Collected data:
++++++++++
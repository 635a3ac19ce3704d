use std::io::IsTerminal;
use std::path::PathBuf;

use clap::{Args, Parser, Subcommand};
use color_eyre::eyre::Result;
use tracing_subscriber::EnvFilter;
use tracing_subscriber::prelude::*;
use voice_sensor::config::{KEY_GENDER, KEY_INDEX, KEY_NAME, KEY_RATE, KEY_VOLUME};
#[cfg(feature = "native")]
use voice_sensor::NativeEngine;
use voice_sensor::{HostLogLayer, MemoryEngine, SpeechEngine, SpeechMeasure};

use crate::host::{Bang, ConsoleSink, parse_bang};
use crate::playback::{Playback, wait_until_idle};

mod host;
mod output;
mod playback;

/// Speak through the system text-to-speech engine the way the desktop
/// widget measure does
#[derive(Debug, Parser)]
#[command(name = "voice-sensor", version, about, after_help = AFTER_HELP)]
struct Cli {
    /// Use a fixed in-memory voice set and play nothing
    #[arg(long, global = true)]
    dry_run: bool,

    /// Increase log verbosity (-v info, -vv debug)
    #[arg(short, long, global = true, action = clap::ArgAction::Count)]
    verbose: u8,

    #[command(subcommand)]
    command: Command,
}

const AFTER_HELP: &str = "\
SELECTION:
  --name wins when it matches a voice (case-insensitive). Otherwise --gender
  narrows the list and --index picks the n-th voice (1-based) of what is left.
  With nothing set the first voice is used.

  Examples:
    voice-sensor voices
    voice-sensor resolve --gender female --index 2
    voice-sensor speak --name \"Microsoft Zira Desktop\" --rate 2 Hello there
    voice-sensor host --config measures.toml --bang Narrator=Hello
";

#[derive(Debug, Subcommand)]
enum Command {
    /// List the installed voices in engine order
    Voices {
        /// Output as JSON instead of a table
        #[arg(long)]
        json: bool,
    },

    /// Print the voice a selector resolves to
    Resolve(#[command(flatten)] SelectorArgs),

    /// Speak text with the selected voice
    Speak {
        #[command(flatten)]
        selector: SelectorArgs,

        /// Volume, 0 to 100 (out of range resets to 100)
        #[arg(long, allow_negative_numbers = true)]
        volume: Option<i64>,

        /// Rate, -10 to 10 (out of range resets to 0)
        #[arg(long, allow_negative_numbers = true)]
        rate: Option<i64>,

        /// Return as soon as speech has started
        #[arg(long)]
        no_wait: bool,

        /// Text to speak
        #[arg(required = true, num_args = 1..)]
        text: Vec<String>,
    },

    /// Run every measure in a TOML file as the widget host would
    Host {
        /// Measure file; each top-level table is one measure
        #[arg(short, long)]
        config: PathBuf,

        /// Speak through a measure, as SECTION=TEXT (repeatable)
        #[arg(long = "bang", value_name = "SECTION=TEXT", value_parser = parse_bang)]
        bangs: Vec<Bang>,
    },
}

#[derive(Debug, Args)]
struct SelectorArgs {
    /// Voice name (case-insensitive)
    #[arg(long)]
    name: Option<String>,

    /// Voice gender: male or female
    #[arg(long)]
    gender: Option<String>,

    /// 1-based position among the voices that pass the gender filter
    #[arg(long, allow_negative_numbers = true)]
    index: Option<i64>,
}

impl SelectorArgs {
    /// Measure options as the widget host would pass them.
    fn to_options(&self) -> toml::Table {
        let mut options = toml::Table::new();
        if let Some(name) = &self.name {
            options.insert(KEY_NAME.into(), name.clone().into());
        }
        if let Some(gender) = &self.gender {
            options.insert(KEY_GENDER.into(), gender.clone().into());
        }
        if let Some(index) = self.index {
            options.insert(KEY_INDEX.into(), index.into());
        }
        options
    }
}

fn main() -> Result<()> {
    color_eyre::install()?;
    let cli = Cli::parse();
    init_logging(&cli);

    if cli.dry_run {
        return run(cli.command, || Ok(MemoryEngine::sample()));
    }
    run_native(cli.command)
}

#[cfg(feature = "native")]
fn run_native(command: Command) -> Result<()> {
    run(command, NativeEngine::new)
}

#[cfg(not(feature = "native"))]
fn run_native(command: Command) -> Result<()> {
    tracing::warn!("Built without the `native` feature, using the dry-run voices");
    run(command, || Ok(MemoryEngine::sample()))
}

/// Level used when `RUST_LOG` is unset.
///
/// The `host` command starts at `info` so `Debug = 1` measures print their
/// voice listing as notices, like the widget host shows them.
fn default_level(verbose: u8, host: bool) -> &'static str {
    match verbose.saturating_add(u8::from(host)) {
        0 => "warn",
        1 => "info",
        _ => "debug",
    }
}

fn init_logging(cli: &Cli) {
    let host = matches!(cli.command, Command::Host { .. });
    let filter = EnvFilter::try_from_default_env()
        .unwrap_or_else(|_| EnvFilter::new(default_level(cli.verbose, host)));

    if host {
        tracing_subscriber::registry()
            .with(HostLogLayer::new(ConsoleSink).with_filter(filter))
            .init();
    } else {
        tracing_subscriber::fmt()
            .with_env_filter(filter)
            .with_writer(std::io::stderr)
            .with_ansi(std::io::stderr().is_terminal())
            .with_target(false)
            .init();
    }
}

fn run<E: Playback>(
    command: Command,
    mut new_engine: impl FnMut() -> voice_sensor::Result<E>,
) -> Result<()> {
    match command {
        Command::Voices { json } => {
            let voices = new_engine()?.voices()?;
            if json {
                output::print_json(&voices)?;
            } else {
                output::print_table(&voices);
            }
        }
        Command::Resolve(selector) => {
            let options = selector.to_options();
            let mut measure = SpeechMeasure::create(new_engine()?, &options)?;
            measure.reload(&options)?;
            println!("{}", output::display_name(measure.resolved_name()));
        }
        Command::Speak {
            selector,
            volume,
            rate,
            no_wait,
            text,
        } => {
            let mut options = selector.to_options();
            if let Some(volume) = volume {
                options.insert(KEY_VOLUME.into(), volume.into());
            }
            if let Some(rate) = rate {
                options.insert(KEY_RATE.into(), rate.into());
            }

            let mut measure = SpeechMeasure::create(new_engine()?, &options)?;
            measure.reload(&options)?;
            measure.speak(&text.join(" "))?;
            if no_wait {
                measure.detach_pending();
            } else {
                wait_until_idle(&mut measure);
            }
        }
        Command::Host { config, bangs } => host::run(&config, &bangs, new_engine)?,
    }

    Ok(())
}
++++++++++
● GOAL OF THE EXERCISE
Output each entry exactly. Leave none out.

● WRITTEN ANSWER
repository 635a3ac19ce3704d
use std::io::IsTerminal;
use std::path::PathBuf;

use clap::{Args, Parser, Subcommand};
use color_eyre::eyre::Result;
use tracing_subscriber::EnvFilter;
use tracing_subscriber::prelude::*;
use voice_sensor::config::{KEY_GENDER, KEY_INDEX, KEY_NAME, KEY_RATE, KEY_VOLUME};
#[cfg(feature = "native")]
use voice_sensor::NativeEngine;
use voice_sensor::{HostLogLayer, MemoryEngine, SpeechEngine, SpeechMeasure};

use crate::host::{Bang, ConsoleSink, parse_bang};
use crate::playback::{Playback, wait_until_idle};

mod host;
mod output;
mod playback;

/// Speak through the system text-to-speech engine the way the desktop
/// widget measure does
#[derive(Debug, Parser)]
#[command(name = "voice-sensor", version, about, after_help = AFTER_HELP)]
struct Cli {
    /// Use a fixed in-memory voice set and play nothing
    #[arg(long, global = true)]
    dry_run: bool,

    /// Increase log verbosity (-v info, -vv debug)
    #[arg(short, long, global = true, action = clap::ArgAction::Count)]
    verbose: u8,

    #[command(subcommand)]
    command: Command,
}

const AFTER_HELP: &str = "\
SELECTION:
  --name wins when it matches a voice (case-insensitive). Otherwise --gender
  narrows the list and --index picks the n-th voice (1-based) of what is left.
  With nothing set the first voice is used.

  Examples:
    voice-sensor voices
    voice-sensor resolve --gender female --index 2
    voice-sensor speak --name \"Microsoft Zira Desktop\" --rate 2 Hello there
    voice-sensor host --config measures.toml --bang Narrator=Hello
";

#[derive(Debug, Subcommand)]
enum Command {
    /// List the installed voices in engine order
    Voices {
        /// Output as JSON instead of a table
        #[arg(long)]
        json: bool,
    },

    /// Print the voice a selector resolves to
    Resolve(#[command(flatten)] SelectorArgs),

    /// Speak text with the selected voice
    Speak {
        #[command(flatten)]
        selector: SelectorArgs,

        /// Volume, 0 to 100 (out of range resets to 100)
        #[arg(long, allow_negative_numbers = true)]
        volume: Option<i64>,

        /// Rate, -10 to 10 (out of range resets to 0)
        #[arg(long, allow_negative_numbers = true)]
        rate: Option<i64>,

        /// Return as soon as speech has started
        #[arg(long)]
        no_wait: bool,

        /// Text to speak
        #[arg(required = true, num_args = 1..)]
        text: Vec<String>,
    },

    /// Run every measure in a TOML file as the widget host would
    Host {
        /// Measure file; each top-level table is one measure
        #[arg(short, long)]
        config: PathBuf,

        /// Speak through a measure, as SECTION=TEXT (repeatable)
        #[arg(long = "bang", value_name = "SECTION=TEXT", value_parser = parse_bang)]
        bangs: Vec<Bang>,
    },
}

#[derive(Debug, Args)]
struct SelectorArgs {
    /// Voice name (case-insensitive)
    #[arg(long)]
    name: Option<String>,

    /// Voice gender: male or female
    #[arg(long)]
    gender: Option<String>,

    /// 1-based position among the voices that pass the gender filter
    #[arg(long, allow_negative_numbers = true)]
    index: Option<i64>,
}

impl SelectorArgs {
    /// Measure options as the widget host would pass them.
    fn to_options(&self) -> toml::Table {
        let mut options = toml::Table::new();
        if let Some(name) = &self.name {
            options.insert(KEY_NAME.into(), name.clone().into());
        }
        if let Some(gender) = &self.gender {
            options.insert(KEY_GENDER.into(), gender.clone().into());
        }
        if let Some(index) = self.index {
            options.insert(KEY_INDEX.into(), index.into());
        }
        options
    }
}

fn main() -> Result<()> {
    color_eyre::install()?;
    let cli = Cli::parse();
    init_logging(&cli);

    if cli.dry_run {
        return run(cli.command, || Ok(MemoryEngine::sample()));
    }
    run_native(cli.command)
}

#[cfg(feature = "native")]
fn run_native(command: Command) -> Result<()> {
    run(command, NativeEngine::new)
}

#[cfg(not(feature = "native"))]
fn run_native(command: Command) -> Result<()> {
    tracing::warn!("Built without the `native` feature, using the dry-run voices");
    run(command, || Ok(MemoryEngine::sample()))
}

/// Level used when `RUST_LOG` is unset.
///
/// The `host` command starts at `info` so `Debug = 1` measures print their
/// voice listing as notices, like the widget host shows them.
fn default_level(verbose: u8, host: bool) -> &'static str {
    match verbose.saturating_add(u8::from(host)) {
        0 => "warn",
        1 => "info",
        _ => "debug",
    }
}

fn init_logging(cli: &Cli) {
    let host = matches!(cli.command, Command::Host { .. });
    let filter = EnvFilter::try_from_default_env()
        .unwrap_or_else(|_| EnvFilter::new(default_level(cli.verbose, host)));

    if host {
        tracing_subscriber::registry()
            .with(HostLogLayer::new(ConsoleSink).with_filter(filter))
            .init();
    } else {
        tracing_subscriber::fmt()
            .with_env_filter(filter)
            .with_writer(std::io::stderr)
            .with_ansi(std::io::stderr().is_terminal())
            .with_target(false)
            .init();
    }
}

fn run<E: Playback>(
    command: Command,
    mut new_engine: impl FnMut() -> voice_sensor::Result<E>,
) -> Result<()> {
    match command {
        Command::Voices { json } => {
            let voices = new_engine()?.voices()?;
            if json {
                output::print_json(&voices)?;
            } else {
                output::print_table(&voices);
            }
        }
        Command::Resolve(selector) => {
            let options = selector.to_options();
            let mut measure = SpeechMeasure::create(new_engine()?, &options)?;
            measure.reload(&options)?;
            println!("{}", output::display_name(measure.resolved_name()));
        }
        Command::Speak {
            selector,
            volume,
            rate,
            no_wait,
            text,
        } => {
            let mut options = selector.to_options();
            if let Some(volume) = volume {
                options.insert(KEY_VOLUME.into(), volume.into());
            }
            if let Some(rate) = rate {
                options.insert(KEY_RATE.into(), rate.into());
            }

            let mut measure = SpeechMeasure::create(new_engine()?, &options)?;
            measure.reload(&options)?;
            measure.speak(&text.join(" "))?;
            if no_wait {
                measure.detach_pending();
            } else {
                wait_until_idle(&mut measure);
            }
        }
        Command::Host { config, bangs } => host::run(&config, &bangs, new_engine)?,
    }

    Ok(())
}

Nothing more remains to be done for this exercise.